14-14 新しい一歩を踏み出す前に

 女達の中心にいたエッダが、俺の後ろに隠れて様子を見ていたビオラに気づいた。

 

「ビオラちゃん、おはよう」

「おは、よう……皆には、迷惑をかけたの」


 少し顔を出したビオラが言うと、エッダは目見開いた。村人たちも驚いたと言わんばかりに一斉に黙り、顔を見合わせる。


「何を言ってんだい、ビオラちゃん?」

「子どもが迷惑をかけるのは当たり前のことだよ」

「その後ろを追いかけて、心配するのが大人の仕事だから、気にしちゃダメだよ」

「うちなんて、家の中いつだって嵐の去ったような有様だよ」

「うちのトマスも同じだよ。でもさ、そうして大きくなっていくもんさ」


 そう言って笑ったエッダが、ビオラの頭をそっと撫でた。

 ガキの悪戯とビオラのやらかしたことでは、だいぶ差があるように感じるが、エッダ達にしてみれば同じ子どもの失敗なんだろう。

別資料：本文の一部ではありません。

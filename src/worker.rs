//! Per-task control loop
//!
//! A worker owns its task's only session and cycles
//! `Connecting -> Ready -> Scanning -> Watching -> Ready -> ...`. Any failure
//! from an active state discards the session without LOGOUT, returns to
//! `Disconnected` and sleeps for the backoff before reconnecting. The loop
//! only ends when the shutdown token is cancelled.

use std::sync::Arc;
use std::time::Duration;

use tokio_util::sync::CancellationToken;
use tracing::{debug, info, warn};

use crate::config::Settings;
use crate::counter::TicketCounter;
use crate::errors::{AppError, AppResult};
use crate::mailbox::Connector;
use crate::models::{TaskConfig, TaskRuntime, WatchOutcome};
use crate::race::{Raced, race_with_timeout};
use crate::relay::Relay;
use crate::scanner::{ScanContext, scan};
use crate::watcher::watch;

/// Lifecycle state of a [`TaskWorker`]
#[derive(Debug, Clone, Copy, PartialEq, Eq)]
pub enum WorkerState {
    Disconnected,
    Connecting,
    Ready,
    Scanning,
    Watching,
}

pub struct TaskWorker<K: Connector> {
    task: TaskConfig,
    runtime: TaskRuntime<K::Connection>,
    connector: K,
    counter: Option<TicketCounter>,
    relay: Option<Arc<dyn Relay>>,
    settings: Settings,
    state: WorkerState,
}

impl<K: Connector> TaskWorker<K> {
    pub fn new(
        task: TaskConfig,
        connector: K,
        counter: Option<TicketCounter>,
        relay: Option<Arc<dyn Relay>>,
        settings: Settings,
    ) -> Self {
        Self {
            runtime: TaskRuntime::new(task.name.clone()),
            task,
            connector,
            counter,
            relay,
            settings,
            state: WorkerState::Disconnected,
        }
    }

    /// Run until `shutdown` is cancelled
    ///
    /// Cancellation drops whatever operation is in flight, including a
    /// half-processed message; it is picked up again on the next start.
    pub async fn run(mut self, shutdown: CancellationToken) {
        info!(
            endpoint = %self.connector.endpoint(),
            folder = %self.task.watch_folder,
            "worker started"
        );
        loop {
            let result = tokio::select! {
                biased;
                () = shutdown.cancelled() => None,
                result = self.step() => Some(result),
            };
            let Some(result) = result else { break };
            if let Err(error) = result {
                self.fail(&error);
                if !backoff(self.settings.backoff, &shutdown).await {
                    break;
                }
            }
        }
        if self.runtime.abort_connection() {
            debug!("session dropped on shutdown");
        }
        self.transition(WorkerState::Disconnected);
        info!("worker stopped");
    }

    /// One cycle: connect if needed, scan, then watch
    pub async fn step(&mut self) -> AppResult<()> {
        if self.runtime.connection.is_none() {
            self.transition(WorkerState::Connecting);
            let conn = self.connector.connect().await?;
            self.runtime.connection = Some(conn);
            info!(endpoint = %self.connector.endpoint(), "connected");
            self.transition(WorkerState::Ready);
        }

        self.transition(WorkerState::Scanning);
        let scan_timeout = self.settings.scan_timeout;
        let ctx = ScanContext {
            task: &self.task,
            counter: self.counter.as_ref(),
            relay: self.relay.as_deref(),
            batch: self.settings.scan_batch,
        };
        let conn = self
            .runtime
            .connection
            .as_mut()
            .ok_or_else(|| AppError::Internal("scan without a live session".to_owned()))?;
        let report = match race_with_timeout(scan_timeout, scan(conn, &ctx)).await {
            Raced::Finished(report) => report?,
            Raced::TimedOut => {
                return Err(AppError::Timeout(format!(
                    "scan exceeded {}s",
                    scan_timeout.as_secs()
                )));
            }
        };
        if report.processed > 0 || report.failed > 0 {
            info!(
                fetched = report.fetched,
                processed = report.processed,
                seen = report.already_processed,
                skipped = report.not_selected,
                failed = report.failed,
                "scan complete"
            );
        } else {
            debug!(fetched = report.fetched, "scan complete, nothing new");
        }

        self.transition(WorkerState::Watching);
        let watch_timeout = self.settings.watch_timeout;
        let guard = watch_timeout + self.settings.socket_timeout;
        let conn = self
            .runtime
            .connection
            .as_mut()
            .ok_or_else(|| AppError::Internal("watch without a live session".to_owned()))?;
        let watching = watch(conn, &self.task.watch_folder, &report.folder, watch_timeout);
        let outcome = match race_with_timeout(guard, watching).await {
            Raced::Finished(outcome) => outcome?,
            Raced::TimedOut => {
                return Err(AppError::Timeout(format!(
                    "watch did not return within {}s",
                    guard.as_secs()
                )));
            }
        };
        if outcome == WatchOutcome::TimedOut {
            debug!("watch timed out, rescanning");
        }
        self.transition(WorkerState::Ready);
        Ok(())
    }

    fn fail(&mut self, error: &AppError) {
        let dropped = self.runtime.abort_connection();
        warn!(
            task = %self.runtime.name,
            error = %error,
            state = ?self.state,
            session_dropped = dropped,
            backoff_secs = self.settings.backoff.as_secs(),
            "task interrupted, reconnecting after backoff"
        );
        self.transition(WorkerState::Disconnected);
    }

    fn transition(&mut self, next: WorkerState) {
        if self.state != next {
            debug!(from = ?self.state, to = ?next, "state change");
            self.state = next;
        }
    }
}

/// Sleep for `delay`; `false` when shutdown arrived first
async fn backoff(delay: Duration, shutdown: &CancellationToken) -> bool {
    tokio::select! {
        () = shutdown.cancelled() => false,
        () = tokio::time::sleep(delay) => true,
    }
}
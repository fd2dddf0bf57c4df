//! Corpus of previously fingerprinted contracts
//!
//! The on-disk format is newline-delimited JSON, one record per non-blank
//! line. Loading only ever appends; readers work on an immutable snapshot, so
//! a concurrent load is seen either completely or not at all.

use std::fs;
use std::io::BufRead;
use std::path::{Path, PathBuf};
use std::sync::{Arc, PoisonError, RwLock};

use serde::{Deserialize, Serialize};
use thiserror::Error;
use tracing::debug;

use crate::hash::HashOptions;

#[derive(Debug, Error)]
pub enum CorpusError {
    #[error("failed to read corpus source {origin}: {source}")]
    Io {
        origin: String,
        #[source]
        source: std::io::Error,
    },

    #[error("invalid corpus record in {origin} at line {line}: {source}")]
    Record {
        origin: String,
        line: usize,
        #[source]
        source: serde_json::Error,
    },
}

/// Hash options as written in a corpus record.
///
/// Kept as plain strings: records from other producers may name algorithms
/// this crate does not implement, and those must simply never match.
#[derive(Debug, Clone, PartialEq, Eq, Hash, Serialize, Deserialize)]
pub struct EntryOptions {
    pub algorithm: String,
    pub mode: String,
}

impl EntryOptions {
    pub fn agrees_with(&self, options: &HashOptions) -> bool {
        self.algorithm == options.algorithm.name() && self.mode == options.mode.name()
    }
}

impl From<HashOptions> for EntryOptions {
    fn from(options: HashOptions) -> Self {
        Self {
            algorithm: options.algorithm.name().to_string(),
            mode: options.mode.name().to_string(),
        }
    }
}

/// One corpus record
#[derive(Debug, Clone, PartialEq, Eq, Serialize, Deserialize)]
pub struct DatabaseEntry {
    pub hash: String,
    pub name: String,
    #[serde(default, skip_serializing_if = "Option::is_none")]
    pub path: Option<String>,
    pub options: EntryOptions,
}

impl DatabaseEntry {
    pub fn new(hash: String, name: String, path: Option<String>, options: HashOptions) -> Self {
        Self {
            hash,
            name,
            path,
            options: options.into(),
        }
    }
}

/// In-memory corpus, shared read-only between matching calls
#[derive(Debug)]
pub struct Corpus {
    entries: RwLock<Arc<[DatabaseEntry]>>,
}

impl Default for Corpus {
    fn default() -> Self {
        Self::from_entries(Vec::new())
    }
}

impl Corpus {
    pub fn new() -> Self {
        Self::default()
    }

    /// A corpus over pre-parsed records
    pub fn from_entries(entries: Vec<DatabaseEntry>) -> Self {
        Self {
            entries: RwLock::new(entries.into()),
        }
    }

    /// The current contents; later loads do not affect a taken snapshot
    pub fn snapshot(&self) -> Arc<[DatabaseEntry]> {
        Arc::clone(&self.entries.read().unwrap_or_else(PoisonError::into_inner))
    }

    pub fn len(&self) -> usize {
        self.snapshot().len()
    }

    pub fn is_empty(&self) -> bool {
        self.len() == 0
    }

    /// All records carrying `hash`, whatever their options
    pub fn by_hash(&self, hash: &str) -> Vec<DatabaseEntry> {
        self.snapshot()
            .iter()
            .filter(|entry| entry.hash == hash)
            .cloned()
            .collect()
    }

    /// Append records
    pub fn extend(&self, entries: Vec<DatabaseEntry>) {
        if entries.is_empty() {
            return;
        }
        let mut current = self.entries.write().unwrap_or_else(PoisonError::into_inner);
        let merged: Vec<DatabaseEntry> = current.iter().cloned().chain(entries).collect();
        *current = merged.into();
    }

    /// Swap the whole corpus for `entries`
    pub fn replace(&self, entries: Vec<DatabaseEntry>) {
        *self.entries.write().unwrap_or_else(PoisonError::into_inner) = entries.into();
    }

    /// Load a corpus file, or every `*.json` file of a directory
    pub fn load_path(&self, path: impl AsRef<Path>) -> Result<usize, CorpusError> {
        let path = path.as_ref();
        if path.is_dir() {
            self.load_dir(path)
        } else {
            self.load_file(path)
        }
    }

    /// Load one newline-delimited JSON corpus file
    pub fn load_file(&self, path: impl AsRef<Path>) -> Result<usize, CorpusError> {
        let path = path.as_ref();
        let entries = read_file(path)?;
        Ok(self.append(entries, &path.display().to_string()))
    }

    /// Load every `*.json` file in `dir`, in file name order. Either all files
    /// are loaded or none is.
    pub fn load_dir(&self, dir: impl AsRef<Path>) -> Result<usize, CorpusError> {
        let dir = dir.as_ref();
        let io_error = |source| CorpusError::Io {
            origin: dir.display().to_string(),
            source,
        };

        let mut files: Vec<PathBuf> = fs::read_dir(dir)
            .map_err(io_error)?
            .map(|entry| entry.map(|e| e.path()))
            .collect::<Result<_, _>>()
            .map_err(io_error)?;
        files.retain(|p| p.is_file() && p.extension().is_some_and(|ext| ext == "json"));
        files.sort();

        let mut entries = Vec::new();
        for file in &files {
            entries.extend(read_file(file)?);
        }
        Ok(self.append(entries, &dir.display().to_string()))
    }

    /// Load records from a stream; `origin` names it in errors and logs
    pub fn load_reader<R: BufRead>(&self, reader: R, origin: &str) -> Result<usize, CorpusError> {
        let mut entries = Vec::new();
        for (idx, line) in reader.lines().enumerate() {
            let line = line.map_err(|source| CorpusError::Io {
                origin: origin.to_string(),
                source,
            })?;
            if let Some(entry) = parse_line(&line, idx + 1, origin)? {
                entries.push(entry);
            }
        }
        Ok(self.append(entries, origin))
    }

    fn append(&self, entries: Vec<DatabaseEntry>, origin: &str) -> usize {
        let loaded = entries.len();
        self.extend(entries);
        debug!(origin = %origin, records = loaded, total = self.len(), "corpus_loaded");
        loaded
    }
}

fn read_file(path: &Path) -> Result<Vec<DatabaseEntry>, CorpusError> {
    let origin = path.display().to_string();
    let text = fs::read_to_string(path).map_err(|source| CorpusError::Io {
        origin: origin.clone(),
        source,
    })?;
    parse_records(&text, &origin)
}

/// Parse newline-delimited JSON records; blank lines are skipped
pub fn parse_records(text: &str, origin: &str) -> Result<Vec<DatabaseEntry>, CorpusError> {
    let mut entries = Vec::new();
    for (idx, line) in text.lines().enumerate() {
        if let Some(entry) = parse_line(line, idx + 1, origin)? {
            entries.push(entry);
        }
    }
    Ok(entries)
}

fn parse_line(line: &str, line_no: usize, origin: &str) -> Result<Option<DatabaseEntry>, CorpusError> {
    let line = line.trim();
    if line.is_empty() {
        return Ok(None);
    }
    serde_json::from_str(line)
        .map(Some)
        .map_err(|source| CorpusError::Record {
            origin: origin.to_string(),
            line: line_no,
            source,
        })
}

#[cfg(test)]
mod tests {
    use super::*;
    use crate::hash::{Algorithm, HashMode};

    const CORPUS: &str = r#"
{"hash":"aa","name":"Foo","path":"Foo.sol","options":{"algorithm":"sha1","mode":"AST_STRUCTURE"}}

{"hash":"bb","name":"Bar","path":"Bar.sol","options":{"algorithm":"md5","mode":"AST_EXACT"}}
"#;

    #[test]
    fn test_parse_records_skips_blank_lines() {
        let entries = parse_records(CORPUS, "inline").unwrap();
        assert_eq!(entries.len(), 2);
        assert_eq!(entries[0].name, "Foo");
        assert_eq!(entries[1].options.algorithm, "md5");
    }

    #[test]
    fn test_bad_record_reports_line() {
        let text = "{\"hash\":\"aa\",\"name\":\"Foo\",\"path\":\"Foo.sol\",\"options\":{\"algorithm\":\"sha1\",\"mode\":\"AST_EXACT\"}}\n{not json}\n";
        let err = parse_records(text, "broken.json").unwrap_err();
        assert!(matches!(err, CorpusError::Record { line: 2, .. }));
        assert!(err.to_string().contains("broken.json"));
    }

    #[test]
    fn test_failed_load_appends_nothing() {
        let corpus = Corpus::new();
        let text = format!("{}\nnope\n", CORPUS.trim());
        assert!(corpus.load_reader(text.as_bytes(), "stream").is_err());
        assert!(corpus.is_empty());
    }

    #[test]
    fn test_loads_accumulate() {
        let corpus = Corpus::new();
        assert_eq!(corpus.load_reader(CORPUS.as_bytes(), "a").unwrap(), 2);
        assert_eq!(corpus.load_reader(CORPUS.as_bytes(), "b").unwrap(), 2);
        assert_eq!(corpus.len(), 4);
        assert_eq!(corpus.by_hash("aa").len(), 2);
    }

    #[test]
    fn test_snapshot_is_stable_across_loads() {
        let corpus = Corpus::new();
        corpus.load_reader(CORPUS.as_bytes(), "a").unwrap();
        let before = corpus.snapshot();

        corpus.load_reader(CORPUS.as_bytes(), "b").unwrap();
        assert_eq!(before.len(), 2);
        assert_eq!(corpus.snapshot().len(), 4);

        corpus.replace(Vec::new());
        assert!(corpus.is_empty());
        assert_eq!(before.len(), 2);
    }

    #[test]
    fn test_entry_options_agreement() {
        let options = EntryOptions {
            algorithm: "sha1".to_string(),
            mode: "AST_STRUCTURE".to_string(),
        };
        assert!(options.agrees_with(&HashOptions::new(Algorithm::Sha1, HashMode::Structure)));
        assert!(!options.agrees_with(&HashOptions::new(Algorithm::Sha1, HashMode::Exact)));
        assert!(!options.agrees_with(&HashOptions::new(Algorithm::Sha256, HashMode::Structure)));
    }
}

 そう考えると、ビオラのしりぬぐいをするのは、親も同然の俺な訳か。


 女たちの笑顔が、俺に向かってきた。ちゃんと教育しなさいよと言わんばかりだ。

 

「魔法のことは分からないけどさ、少しは頼ってくれて良いんだよ」


 エッダの言葉に、女達だけでなく誰もが頷いた。

 

「……もしも、妾は大人だと言ったら……どうする?」


 真剣な顔で尋ねたビオラに、村人たちはお互いの顔を見合わせると、再び俺を見てきた。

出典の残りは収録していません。